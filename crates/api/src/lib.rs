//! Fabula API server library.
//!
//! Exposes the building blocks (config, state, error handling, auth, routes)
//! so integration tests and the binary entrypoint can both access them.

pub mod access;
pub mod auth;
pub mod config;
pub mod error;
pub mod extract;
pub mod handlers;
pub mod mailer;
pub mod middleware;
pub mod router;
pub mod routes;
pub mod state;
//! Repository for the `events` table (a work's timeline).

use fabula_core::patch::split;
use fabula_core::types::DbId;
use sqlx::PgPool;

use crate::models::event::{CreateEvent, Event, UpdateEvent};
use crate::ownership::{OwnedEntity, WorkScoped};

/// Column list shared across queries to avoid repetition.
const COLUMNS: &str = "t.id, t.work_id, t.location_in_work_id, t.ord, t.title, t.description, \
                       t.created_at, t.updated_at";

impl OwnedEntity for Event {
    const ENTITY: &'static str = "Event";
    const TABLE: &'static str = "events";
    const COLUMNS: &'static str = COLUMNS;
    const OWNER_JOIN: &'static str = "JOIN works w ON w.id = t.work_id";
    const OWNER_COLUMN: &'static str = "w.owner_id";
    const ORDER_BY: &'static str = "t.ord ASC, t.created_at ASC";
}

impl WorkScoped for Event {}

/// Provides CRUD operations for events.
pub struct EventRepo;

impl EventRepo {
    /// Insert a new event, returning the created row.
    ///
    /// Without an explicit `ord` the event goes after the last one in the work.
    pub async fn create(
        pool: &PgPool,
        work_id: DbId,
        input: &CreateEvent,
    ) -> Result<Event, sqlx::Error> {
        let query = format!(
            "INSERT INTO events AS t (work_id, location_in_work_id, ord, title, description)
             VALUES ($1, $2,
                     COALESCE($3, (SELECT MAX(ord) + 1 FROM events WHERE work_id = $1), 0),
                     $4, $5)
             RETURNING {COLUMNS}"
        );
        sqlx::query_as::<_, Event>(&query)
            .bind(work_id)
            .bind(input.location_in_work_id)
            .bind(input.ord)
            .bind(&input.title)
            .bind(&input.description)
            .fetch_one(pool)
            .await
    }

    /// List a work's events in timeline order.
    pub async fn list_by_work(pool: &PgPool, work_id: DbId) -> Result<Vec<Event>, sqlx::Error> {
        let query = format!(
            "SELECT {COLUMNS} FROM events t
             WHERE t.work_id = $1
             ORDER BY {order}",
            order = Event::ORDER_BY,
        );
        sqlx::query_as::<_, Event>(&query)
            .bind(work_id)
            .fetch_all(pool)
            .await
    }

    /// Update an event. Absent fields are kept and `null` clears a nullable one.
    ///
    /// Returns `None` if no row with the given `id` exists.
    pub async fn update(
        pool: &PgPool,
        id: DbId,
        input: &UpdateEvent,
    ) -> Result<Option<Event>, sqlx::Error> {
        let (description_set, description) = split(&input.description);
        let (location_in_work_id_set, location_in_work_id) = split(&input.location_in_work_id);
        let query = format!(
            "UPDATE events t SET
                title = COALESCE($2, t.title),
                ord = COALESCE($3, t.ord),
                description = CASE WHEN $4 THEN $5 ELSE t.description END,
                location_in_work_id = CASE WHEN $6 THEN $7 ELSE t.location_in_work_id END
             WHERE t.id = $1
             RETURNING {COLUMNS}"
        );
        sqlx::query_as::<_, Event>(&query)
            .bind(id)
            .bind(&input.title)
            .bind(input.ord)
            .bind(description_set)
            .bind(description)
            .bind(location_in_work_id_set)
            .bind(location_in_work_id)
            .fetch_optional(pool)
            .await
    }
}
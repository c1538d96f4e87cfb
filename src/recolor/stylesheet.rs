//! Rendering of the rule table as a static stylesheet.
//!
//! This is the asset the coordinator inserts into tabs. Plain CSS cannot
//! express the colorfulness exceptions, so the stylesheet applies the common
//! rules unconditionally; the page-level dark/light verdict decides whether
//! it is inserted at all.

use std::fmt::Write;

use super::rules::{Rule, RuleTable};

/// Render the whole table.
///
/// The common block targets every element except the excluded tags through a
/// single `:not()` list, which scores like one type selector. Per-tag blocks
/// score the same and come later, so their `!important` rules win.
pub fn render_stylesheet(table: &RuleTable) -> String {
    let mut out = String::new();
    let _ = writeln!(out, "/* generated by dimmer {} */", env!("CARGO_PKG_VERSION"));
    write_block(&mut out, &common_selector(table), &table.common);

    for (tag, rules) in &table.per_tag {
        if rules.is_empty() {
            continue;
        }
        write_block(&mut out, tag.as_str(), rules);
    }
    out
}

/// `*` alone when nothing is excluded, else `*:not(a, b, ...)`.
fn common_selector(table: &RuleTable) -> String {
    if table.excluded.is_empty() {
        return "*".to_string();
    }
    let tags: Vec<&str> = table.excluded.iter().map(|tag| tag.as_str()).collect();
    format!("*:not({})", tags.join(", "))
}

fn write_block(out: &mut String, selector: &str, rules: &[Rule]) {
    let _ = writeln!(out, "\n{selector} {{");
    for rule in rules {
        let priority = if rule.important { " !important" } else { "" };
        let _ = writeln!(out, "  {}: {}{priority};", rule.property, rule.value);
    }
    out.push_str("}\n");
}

________________________

**Instructions to follow**
From the records above, copy only the lines starting with the line that holds "pub mod auth;" and going on through the line that holds "use sqlx::PgPool;", exactly as written.

**Result**
pub mod auth;
pub mod config;
pub mod error;
pub mod extract;
pub mod handlers;
pub mod mailer;
pub mod middleware;
pub mod router;
pub mod routes;
pub mod state;
//! Repository for the `events` table (a work's timeline).

use fabula_core::patch::split;
use fabula_core::types::DbId;
use sqlx::PgPool;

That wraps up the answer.